▶ WHAT THIS TASK INVOLVES: Copy out each line of the data that holds the word "filter".

▶ PROVIDED RECORDS:
-- Opening Marker --

//! Turn a model's free-form JSON reply into bounded, typed suggestion fields.
//! Values that do not parse are dropped rather than failing the whole reply.

use chrono::Datelike;
use serde_json::{Map, Value};

use super::{VehicleSuggestion, VisionError};
use crate::models::{ListingCondition, VehicleType};

/// First year a production automobile existed.
const MIN_YEAR: i32 = 1886;

pub fn parse_reply(reply: &str) -> Result<VehicleSuggestion, VisionError> {
    let json = extract_object(reply)
        .ok_or_else(|| VisionError::Malformed("no JSON object in reply".to_string()))?;
    let value: Value = serde_json::from_str(json)
        .map_err(|e| VisionError::Malformed(format!("invalid JSON: {e}")))?;
    let obj = value
        .as_object()
        .ok_or_else(|| VisionError::Malformed("reply is not an object".to_string()))?;

    let suggestion = VehicleSuggestion {
        brand: text(obj, &["brand", "make"]),
        model: text(obj, &["model"]),
        year: year(obj),
        color: text(obj, &["color", "colour"]),
        estimated_price: number(obj, &["estimated_price", "estimatedPrice", "price"])
            .filter(|p| *p >= 0.0),
        condition: text(obj, &["condition"]).and_then(|c| condition(&c)),
        mileage: whole(obj, &["mileage", "kilometers", "km"]),
        vehicle_type: text(obj, &["vehicle_type", "vehicleType", "type"])
            .and_then(|t| vehicle_type(&t)),
        category: text(obj, &["category", "body_type", "bodyType"]),
        power: whole(obj, &["power", "horsepower", "hp"]),
        displacement: displacement(obj),
        confidence: clamp_confidence(number(obj, &["confidence"]).unwrap_or(0.0)),
    };

    if suggestion.brand.is_none() && suggestion.model.is_none() && suggestion.vehicle_type.is_none() {
        return Err(VisionError::Malformed(
            "reply identifies no brand, model or vehicle type".to_string(),
        ));
    }

    Ok(suggestion)
}

/// Slice from the first `{` to the last `}`; tolerates code fences and prose.
fn extract_object(reply: &str) -> Option<&str> {
    let start = reply.find('{')?;
    let end = reply.rfind('}')?;
    (end > start).then(|| &reply[start..=end])
}

pub fn clamp_confidence(value: f64) -> f64 {
    if value.is_finite() {
        value.clamp(0.0, 1.0)
    } else {
        0.0
    }
}

/// Parse the leading number out of strings like `"$12,500"` or `"15 000 km"`.
pub fn parse_numeric(raw: &str) -> Option<f64> {
    let cleaned: String = raw
        .chars()
        .filter(|c| !matches!(c, ',' | '_' | ' ' | '\u{a0}'))
        .collect();
    let is_numeric = |c: char| c.is_ascii_digit() || c == '-' || c == '.';
    let start = cleaned.find(is_numeric)?;
    let rest = &cleaned[start..];
    let end = rest.find(|c: char| !is_numeric(c)).unwrap_or(rest.len());
    rest[..end].parse::<f64>().ok().filter(|n| n.is_finite())
}

fn lookup<'a>(obj: &'a Map<String, Value>, keys: &[&str]) -> Option<&'a Value> {
    keys.iter().find_map(|k| obj.get(*k)).filter(|v| !v.is_null())
}

fn text(obj: &Map<String, Value>, keys: &[&str]) -> Option<String> {
    let raw = match lookup(obj, keys)? {
        Value::String(s) => s.trim().to_string(),
        Value::Number(n) => n.to_string(),
        _ => return None,
    };
    let lowered = raw.to_lowercase();
    if raw.is_empty() || matches!(lowered.as_str(), "unknown" | "n/a" | "null" | "none") {
        None
    } else {
        Some(raw)
    }
}

fn number(obj: &Map<String, Value>, keys: &[&str]) -> Option<f64> {
    match lookup(obj, keys)? {
        Value::Number(n) => n.as_f64().filter(|n| n.is_finite()),
        Value::String(s) => parse_numeric(s),
        _ => None,
    }
}

/// Non-negative whole number that fits the listing columns.
fn whole(obj: &Map<String, Value>, keys: &[&str]) -> Option<i32> {
    number(obj, keys)
        .filter(|n| *n >= 0.0 && *n <= i32::MAX as f64)
        .map(|n| n.round() as i32)
}

fn year(obj: &Map<String, Value>) -> Option<i32> {
    let latest = chrono::Utc::now().year() + 1;
    number(obj, &["year"])
        .map(|n| n.round())
        .filter(|n| *n >= MIN_YEAR as f64 && *n <= latest as f64)
        .map(|n| n as i32)
}

fn condition(raw: &str) -> Option<ListingCondition> {
    match raw.to_lowercase().as_str() {
        "new" | "brand new" | "neuf" => Some(ListingCondition::New),
        "used" | "second hand" | "second-hand" | "pre-owned" | "preowned" | "occasion" => {
            Some(ListingCondition::Used)
        }
        _ => None,
    }
}

/// Engine size in cc. A litre figure such as `"1.6L"` is not a cc count.
fn displacement(obj: &Map<String, Value>) -> Option<i32> {
    const KEYS: &[&str] = &["displacement", "engine_cc", "cc"];
    if let Some(Value::String(raw)) = lookup(obj, KEYS) {
        if in_litres(raw) {
            return None;
        }
    }
    whole(obj, KEYS)
}

fn in_litres(raw: &str) -> bool {
    raw.to_lowercase()
        .trim_start_matches(|c: char| !c.is_ascii_digit())
        .trim_start_matches(|c: char| c.is_ascii_digit() || matches!(c, '.' | ',' | ' '))
        .starts_with('l')
}

const MOTORCYCLE_WORDS: &[&str] = &["motorcycle", "motorbike", "bike", "scooter", "moto", "moped"];

const CAR_WORDS: &[&str] = &[
    "car", "sedan", "suv", "hatchback", "coupe", "convertible", "wagon", "pickup", "truck", "van",
    "minivan", "crossover", "automobile",
];

/// Whole-word match, so "motorhome" or "cargo" match nothing.
fn vehicle_type(raw: &str) -> Option<VehicleType> {
    let lowered = raw.to_lowercase();
    let words: Vec<&str> = lowered
        .split(|c: char| !c.is_alphanumeric())
        .filter(|w| !w.is_empty())
        .map(|w| w.strip_suffix('s').filter(|s| s.len() > 2).unwrap_or(w))
        .collect();
    let has = |list: &[&str]| words.iter().any(|w| list.contains(w));

    if has(MOTORCYCLE_WORDS) {
        Some(VehicleType::Motorcycle)
    } else if has(CAR_WORDS) {
        Some(VehicleType::Car)
    } else {
        None
    }
}

#[cfg(test)]
mod tests {
    use super::*;

    #[test]
    fn well_formed_reply_is_typed() {
        let s = parse_reply(
            r#"{"brand":"Toyota","model":"Corolla","year":2018,"color":"white",
                "estimated_price":14500,"condition":"used","mileage":82000,
                "vehicle_type":"car","category":"sedan","power":132,
                "displacement":1798,"confidence":0.86}"#,
        )
        .unwrap();
        assert_eq!(s.brand.as_deref(), Some("Toyota"));
        assert_eq!(s.model.as_deref(), Some("Corolla"));
        assert_eq!(s.year, Some(2018));
        assert_eq!(s.estimated_price, Some(14500.0));
        assert_eq!(s.condition, Some(ListingCondition::Used));
        assert_eq!(s.mileage, Some(82000));
        assert_eq!(s.vehicle_type, Some(VehicleType::Car));
        assert_eq!(s.category.as_deref(), Some("sedan"));
        assert_eq!(s.power, Some(132));
        assert_eq!(s.displacement, Some(1798));
        assert!((s.confidence - 0.86).abs() < f64::EPSILON);
    }

    #[test]
    fn fenced_reply_is_accepted() {
        let s = parse_reply("```json\n{\"make\": \"Ducati\", \"type\": \"Motorbike\"}\n```").unwrap();
        assert_eq!(s.brand.as_deref(), Some("Ducati"));
        assert_eq!(s.vehicle_type, Some(VehicleType::Motorcycle));
        assert_eq!(s.confidence, 0.0);
    }

    #[test]
    fn numeric_strings_are_coerced_and_junk_dropped() {
        let s = parse_reply(
            r#"{"brand":"BMW","year":"2021","estimated_price":"$32,900",
                "mileage":"15 000 km","power":"about lots","displacement":"abc",
                "confidence":"0.5"}"#,
        )
        .unwrap();
        assert_eq!(s.year, Some(2021));
        assert_eq!(s.estimated_price, Some(32900.0));
        assert_eq!(s.mileage, Some(15000));
        assert_eq!(s.power, None);
        assert_eq!(s.displacement, None);
        assert_eq!(s.confidence, 0.5);
    }

    #[test]
    fn out_of_range_values_are_dropped() {
        let s = parse_reply(
            r#"{"brand":"Ford","year":1700,"estimated_price":-5,"mileage":-1,"confidence":7}"#,
        )
        .unwrap();
        assert_eq!(s.year, None);
        assert_eq!(s.estimated_price, None);
        assert_eq!(s.mileage, None);
        assert_eq!(s.confidence, 1.0);

        let s = parse_reply(r#"{"brand":"Ford","year":9999,"confidence":-0.3}"#).unwrap();
        assert_eq!(s.year, None);
        assert_eq!(s.confidence, 0.0);
    }

    #[test]
    fn placeholder_strings_become_absent() {
        let s = parse_reply(r#"{"brand":"Kia","model":"unknown","color":"  ","condition":"mint"}"#)
            .unwrap();
        assert_eq!(s.model, None);
        assert_eq!(s.color, None);
        assert_eq!(s.condition, None);
    }

    #[test]
    fn replies_without_identification_are_malformed() {
        assert!(parse_reply("I cannot see a vehicle").is_err());
        assert!(parse_reply("{not json}").is_err());
        assert!(parse_reply("[1,2,3]").is_err());
        assert!(parse_reply(r#"{"brand":null,"model":"unknown","confidence":0.9}"#).is_err());
    }

    #[test]
    fn confidence_clamp_handles_non_finite() {
        assert_eq!(clamp_confidence(f64::NAN), 0.0);
        assert_eq!(clamp_confidence(f64::INFINITY), 0.0);
        assert_eq!(clamp_confidence(0.25), 0.25);
    }

    #[test]
    fn vehicle_type_matches_whole_words() {
        assert_eq!(vehicle_type("Sport Motorcycle"), Some(VehicleType::Motorcycle));
        assert_eq!(vehicle_type("dirt-bike"), Some(VehicleType::Motorcycle));
        assert_eq!(vehicle_type("Scooters"), Some(VehicleType::Motorcycle));
        assert_eq!(vehicle_type("Passenger car"), Some(VehicleType::Car));
        assert_eq!(vehicle_type("cargo van"), Some(VehicleType::Car));
        assert_eq!(vehicle_type("SUV"), Some(VehicleType::Car));
        assert_eq!(vehicle_type("motorhome"), None);
        assert_eq!(vehicle_type("cargo"), None);
        assert_eq!(vehicle_type("boat"), None);
    }

    #[test]
    fn litre_displacement_is_dropped() {
        let s = parse_reply(r#"{"brand":"VW","displacement":"1.6L"}"#).unwrap();
        assert_eq!(s.displacement, None);
        let s = parse_reply(r#"{"brand":"VW","displacement":"2.0 litre"}"#).unwrap();
        assert_eq!(s.displacement, None);
        let s = parse_reply(r#"{"brand":"Honda","displacement":"1,600 cc"}"#).unwrap();
        assert_eq!(s.displacement, Some(1600));
        let s = parse_reply(r#"{"brand":"Honda","displacement":649}"#).unwrap();
        assert_eq!(s.displacement, Some(649));
    }

    #[test]
    fn parse_numeric_cases() {
        assert_eq!(parse_numeric("12,500"), Some(12500.0));
        assert_eq!(parse_numeric("USD 8 999.50"), Some(8999.5));
        assert_eq!(parse_numeric("125cc"), Some(125.0));
        assert_eq!(parse_numeric("n/a"), None);
        assert_eq!(parse_numeric(""), None);
    }
}
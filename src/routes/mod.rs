pub mod admin;
pub mod agencies;
pub mod auth;
pub mod cars;
pub mod listings;
pub mod motorcycles;
pub mod search;
pub mod suggestions;

use axum::Router;
use axum::routing::{delete, get, post, put};

use crate::state::SharedState;

pub fn api_routes() -> Router<SharedState> {
    Router::new()
        // Auth
        .route("/api/v1/auth/register", post(auth::register))
        .route("/api/v1/auth/login", post(auth::login))
        .route("/api/v1/auth/logout", post(auth::logout))
        .route("/api/v1/auth/me", get(auth::me))
        .route("/api/v1/auth/password", put(auth::change_password))
        // Agencies
        .route(
            "/api/v1/agencies",
            get(agencies::list).post(agencies::create),
        )
        .route("/api/v1/agencies/mine", get(agencies::mine))
        .route(
            "/api/v1/agencies/{id}",
            get(agencies::get)
                .put(agencies::update)
                .delete(agencies::delete),
        )
        // Admin
        .route(
            "/api/v1/admin/agencies/{id}/status",
            put(admin::set_agency_status),
        )
        .route("/api/v1/admin/users", get(admin::list_users))
        .route("/api/v1/admin/users/{id}", delete(admin::delete_user))
        .route("/api/v1/admin/stats", get(admin::stats))
        // Cars
        .route("/api/v1/cars", get(cars::list).post(cars::create))
        .route("/api/v1/cars/mine", get(cars::mine))
        .route(
            "/api/v1/cars/{id}",
            get(cars::get).put(cars::update).delete(cars::delete),
        )
        // Motorcycles
        .route(
            "/api/v1/motorcycles",
            get(motorcycles::list).post(motorcycles::create),
        )
        .route("/api/v1/motorcycles/mine", get(motorcycles::mine))
        .route(
            "/api/v1/motorcycles/{id}",
            get(motorcycles::get)
                .put(motorcycles::update)
                .delete(motorcycles::delete),
        )
        // Search
        .route("/api/v1/search", get(search::search))
        // Suggestions
        .route("/api/v1/suggestions/vehicle", post(suggestions::vehicle))
}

-- Closing Marker --

▶ EXERCISE ANSWER:
            .filter(|p| *p >= 0.0),
        .filter(|c| !matches!(c, ',' | '_' | ' ' | '\u{a0}'))
    rest[..end].parse::<f64>().ok().filter(|n| n.is_finite())
    keys.iter().find_map(|k| obj.get(*k)).filter(|v| !v.is_null())
        Value::Number(n) => n.as_f64().filter(|n| n.is_finite()),
        .filter(|n| *n >= 0.0 && *n <= i32::MAX as f64)
        .filter(|n| *n >= MIN_YEAR as f64 && *n <= latest as f64)
        .filter(|w| !w.is_empty())
        .map(|w| w.strip_suffix('s').filter(|s| s.len() > 2).unwrap_or(w))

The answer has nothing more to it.